By David Roach
Contributed to B&R
McDONOUGH, Ga. — The small-town pastor seemed largely unresponsive as he sat across from his local associational mission strategist (AMS). “What a waste of time,” the AMS thought as he drove away from their consulting session. But he was wrong.
A year later, the pastor contacted the AMS with a report: He had done everything the associational leader suggested, and the church had outgrown its facility.
The congregation had fresh energy, it purchased land for a relocation and a capital campaign was underway. “What’s next?” the pastor asked.
That is among the stories of associations’ ongoing impact conveyed in The Baptist Association: Assisting Churches. Advancing the Gospel.
Released in June by the Southern Baptist Conference of Associational Leaders (SBCAL), the book explains the role of associations in 21st-century Southern Baptist life and offers counsel on how to lead them.
“We need pastors and Southern Baptist leaders at all levels to value our way of doing cooperative missions — starting with associational missions,” writes Ray Gentry, the book’s editor and SBCAL president. “Churches should appreciate associations for assisting them in advancing the gospel in current, tangible, and historic ways.”
The Baptist Association is the first major work on Southern Baptist associations since 1984, when the Baptist Sunday School Board published J.C. Bradley’s A Baptist Association.
The new volume is based on recommendations and research presented in 2018 by an SBCAL study team.
The team explored the role of associational leaders and recommended changing their title to AMS. Some of the book’s 25 contributors served on that study team.
Production of the volume was a collaborative effort. The North American Mission Board (NAMB) paid for the first printing, and will send one to each of the 1,100 Baptist associations in the Southern Baptist family. SBCAL will be sending copies to Baptist state convention executive directors and Southern Baptist Convention entity leaders. The book was printed by Rainer Publishing, which is owned by the sons of retired LifeWay Christian Resources President Thom Rainer.
Contributors to The Baptist Association describe how a local fellowship of churches can remain relevant in the era of global connectivity and online ministry resources.
Mike Pennington, AMS for Bledsoe Baptist Association, based in Hendersonville, contributed to the book as did two others with Tennessee ties — Terry Sharp, IMB staff member who lives in Hendersonville, and Jason Rumbough, pastor of Hope Church, Nashville.
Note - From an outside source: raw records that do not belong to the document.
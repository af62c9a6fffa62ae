/// Search result page cache
///
/// Each computed page of search results is written once to
/// `{base}/{hash}.json` under the content hash of (query + page number) and
/// read back verbatim on later requests. Entries are never revalidated;
/// overwriting an existing page is last-write-wins.
use crate::error::{BroadcasterError, BroadcasterResult};
use serde::{de::DeserializeOwned, Serialize};
use std::path::PathBuf;
use tokio::fs;

#[derive(Clone)]
pub struct PageStore {
    base_path: PathBuf,
}

impl PageStore {
    pub fn new(base_path: PathBuf) -> Self {
        Self { base_path }
    }

    /// Fetch a cached page; `None` when the hash was never written.
    pub async fn get_page<T: DeserializeOwned>(&self, hash: &str) -> BroadcasterResult<Option<T>> {
        let path = match self.page_path(hash) {
            Some(path) => path,
            None => return Ok(None),
        };

        let raw = match fs::read(&path).await {
            Ok(raw) => raw,
            Err(e) if e.kind() == std::io::ErrorKind::NotFound => return Ok(None),
            Err(e) => return Err(e.into()),
        };

        match serde_json::from_slice(&raw) {
            Ok(page) => Ok(Some(page)),
            // unreadable entry: drop it and report a miss
            Err(_) => {
                let _ = fs::remove_file(&path).await;
                Ok(None)
            }
        }
    }

    /// Store a page under its hash, overwriting unconditionally.
    pub async fn put_page<T: Serialize>(&self, hash: &str, page: &T) -> BroadcasterResult<()> {
        let path = match self.page_path(hash) {
            Some(path) => path,
            None => return Ok(()),
        };

        let body = serde_json::to_vec(page).map_err(|e| {
            BroadcasterError::Internal(format!("Failed to serialize search page: {}", e))
        })?;

        fs::create_dir_all(&self.base_path).await?;
        fs::write(&path, body).await?;

        Ok(())
    }

    /// Hashes come straight from request paths; anything that is not a
    /// plain filename is treated as an unknown hash rather than a path.
    fn page_path(&self, hash: &str) -> Option<PathBuf> {
        if hash.is_empty()
            || hash == "."
            || hash == ".."
            || hash.contains('/')
            || hash.contains('\\')
        {
            return None;
        }

        Some(self.base_path.join(format!("{}.json", hash)))
    }
}
/// Grant listing endpoint
use crate::{
    api::require_token,
    authz::GrantListing,
    context::AppContext,
    error::{BroadcasterError, BroadcasterResult},
    identity::did,
    jws,
};
use axum::{extract::State, routing::get, Json, Router};
use serde::Serialize;

/// Build permission routes
pub fn routes() -> Router<AppContext> {
    Router::new().route("/api/permission", get(get_permissions))
}

#[derive(Debug, Serialize)]
struct PermissionsResponse {
    permissions: Vec<GrantListing>,
}

/// List every grant stored for the signing DID
async fn get_permissions(
    State(ctx): State<AppContext>,
    Json(body): Json<serde_json::Value>,
) -> BroadcasterResult<Json<PermissionsResponse>> {
    let token = require_token(&body)?;
    let unpacked = jws::unpack(token)?;

    if !ctx.verifier.verify(token).await? {
        return Err(BroadcasterError::VerificationFailed(
            "Token does not verify against the signing identity's published keys.".to_string(),
        ));
    }

    let (actor_did, _) = did::split_kid(&unpacked.header.kid);

    let permissions = ctx.grants.list_for_did(actor_did).await?;
    if permissions.is_empty() {
        return Err(BroadcasterError::NoGrantRecord(format!(
            "no grants stored for {}",
            actor_did
        )));
    }

    Ok(Json(PermissionsResponse { permissions }))
}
The book focuses on three proficiencies for the association mission strategist or director of missions: foundational, relational and strategic, said Pennington, who wrote the chapter on the foundational proficiency of “trustworthy.” The trustworthy AMS values, develops and strengthens relationships, he said.
“God approved the Apostle Paul to be entrusted with the gospel, according to I Thessalonians 2:4. “I want to be approved by God to be entrusted with pastors and churches,” Pennington said.
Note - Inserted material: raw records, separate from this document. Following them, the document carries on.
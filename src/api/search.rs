/// Full-text search endpoints
use crate::{
    context::AppContext,
    error::{BroadcasterError, BroadcasterResult},
    search::SearchRun,
};
use axum::{
    extract::{Path, State},
    response::{IntoResponse, Response},
    routing::{get, post},
    Json, Router,
};
use serde::{Deserialize, Serialize};

/// Build search routes
pub fn routes() -> Router<AppContext> {
    Router::new()
        .route("/api/search", post(run_search))
        .route("/api/search/:hash", get(get_search_page))
}

/// Search request; the page defaults to the first
#[derive(Debug, Deserialize)]
struct SearchBody {
    term: String,
    #[serde(default = "first_page")]
    page: u64,
}

fn first_page() -> u64 {
    1
}

/// Shape of a search that matched nothing
#[derive(Debug, Serialize)]
#[serde(rename_all = "camelCase")]
struct EmptySearchResponse {
    per_page: usize,
    total_results: usize,
    results: Vec<serde_json::Value>,
}

/// Shape of a page request beyond the result window
#[derive(Debug, Serialize)]
struct OutOfRangeResponse {
    results: Vec<serde_json::Value>,
}

/// A previously cached page, served without its page number
#[derive(Debug, Serialize)]
#[serde(rename_all = "camelCase")]
struct StoredPageResponse {
    per_page: usize,
    total_results: usize,
    results: Vec<serde_json::Value>,
}

/// Run a search, serving from the page cache when the identical request has
/// been answered before.
async fn run_search(
    State(ctx): State<AppContext>,
    Json(body): Json<SearchBody>,
) -> BroadcasterResult<Response> {
    let run = ctx.search.run(&body.term, body.page).await?;

    let response = match run {
        SearchRun::Page(page) => Json(page).into_response(),
        SearchRun::Empty => Json(EmptySearchResponse {
            per_page: 0,
            total_results: 0,
            results: Vec::new(),
        })
        .into_response(),
        SearchRun::OutOfRange => Json(OutOfRangeResponse {
            results: Vec::new(),
        })
        .into_response(),
    };

    Ok(response)
}

/// Fetch a cached result page by its request hash
async fn get_search_page(
    State(ctx): State<AppContext>,
    Path(hash): Path<String>,
) -> BroadcasterResult<Json<StoredPageResponse>> {
    let page = ctx.search.lookup_page(&hash).await?.ok_or_else(|| {
        BroadcasterError::NotFound("Search results with given hash does not exist.".to_string())
    })?;

    Ok(Json(StoredPageResponse {
        per_page: page.per_page,
        total_results: page.total_results,
        results: page.results,
    }))
}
Pennington addressed the question he hears often, “What is the importance of the association?”
“When COVID-19 struck, it was like hitting a wall,” Pennington reflected. “So much changed, but so much remained the same. The association with good relationships thrived as we leaned upon each other and encouraged one another.
“The association with good communication and high trust proved again that we are better together. Together, we tackled these uncertain times with grace, hope and courage.”
The Bledsoe AMS observed that the association is important “because it is the Baptist organization closest to the churches, therefore it is uniquely qualified to meet needs and provide individual and group encouragement in these days of crisis and fear.”
The book begins with a survey of associations in Scripture and Baptist history. In the New Testament, churches associated with one another to promote church planting, church health and doctrinal purity, writes Glenn Davis, AMS for the Heart of Kansas Baptist Association in Wichita, Kan. North Greenville University Provost Nathan Finn explains that “associationalism has always been at the heart of the Baptist vision for cooperation.”
The remainder of part one addresses, among other topics, the role of an AMS, first-year priorities for new associational leaders and how associations can advance the gospel internationally and across North America. The latter two topics are addressed in chapters by International Mission Board President Paul Chitwood and NAMB President Kevin Ezell.
Part two includes chapters on 17 proficiencies of effective associational leaders.